Filter this material down to the lines that contain the string "HashMap", and return those lines.

====== SUPPLIED INFORMATION ======

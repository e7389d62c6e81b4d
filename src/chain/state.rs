//! Derived account state, rebuildable from the block list.

use std::collections::HashMap;

use rsa::RsaPublicKey;
use serde::{Deserialize, Serialize};

use crate::chain::model::Block;
use crate::crypto::string_to_key;

/// Per-wallet derived record.
#[derive(Debug, Clone, Default, PartialEq, Serialize, Deserialize)]
pub struct WalletInfo {
    /// Transaction counter: strictly monotonic per-wallet sequence used to
    /// reject replayed transfers.
    #[serde(rename = "TXC")]
    pub txc: u64,
    /// Current balance.
    #[serde(rename = "Amount")]
    pub amount: f64,
    /// Canonical public key string bound at registration.
    #[serde(rename = "PublicKey")]
    pub public_key: String,
}

/// The account table and aggregates derived from the block list.
#[derive(Debug, Clone, PartialEq, Serialize, Deserialize)]
pub struct Chainstate {
    #[serde(rename = "Wallets")]
    pub wallets: HashMap<String, WalletInfo>,
    /// Owned copy of the most recently accepted block.
    #[serde(rename = "LastBlock")]
    pub last_block: Block,
    /// Sum of all block rewards issued.
    #[serde(rename = "MarketVolume")]
    pub market_volume: f64,
    /// Count of all processed transactions.
    #[serde(rename = "TransactionVolume")]
    pub transaction_volume: u64,
}

impl Default for Chainstate {
    fn default() -> Self {
        Chainstate {
            wallets: HashMap::new(),
            last_block: Block::genesis(),
            market_volume: 0.0,
            transaction_volume: 0,
        }
    }
}

impl Chainstate {
    pub fn wallet(&self, address: &str) -> Option<&WalletInfo> {
        self.wallets.get(address)
    }

    pub fn is_registered(&self, address: &str) -> bool {
        self.wallets.contains_key(address)
    }

    /// Looks up and decodes the public key bound to `address`.
    pub fn public_key_of(&self, address: &str) -> Option<RsaPublicKey> {
        let info = self.wallets.get(address)?;
        string_to_key(&info.public_key).ok()
    }
}
//! Cryptographic primitives: hashing, the difficulty metric, and RSA-PSS
//! signatures with their string codecs.

pub mod hash;
pub mod keys;

pub use hash::{from_hex, hash_hex, leading_zero_bytes};
pub use keys::{generate_keypair, key_to_string, sign, string_to_key, verify};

======

* ANSWER TO THIS EXERCISE
use std::collections::HashMap;
    pub wallets: HashMap<String, WalletInfo>,
            wallets: HashMap::new(),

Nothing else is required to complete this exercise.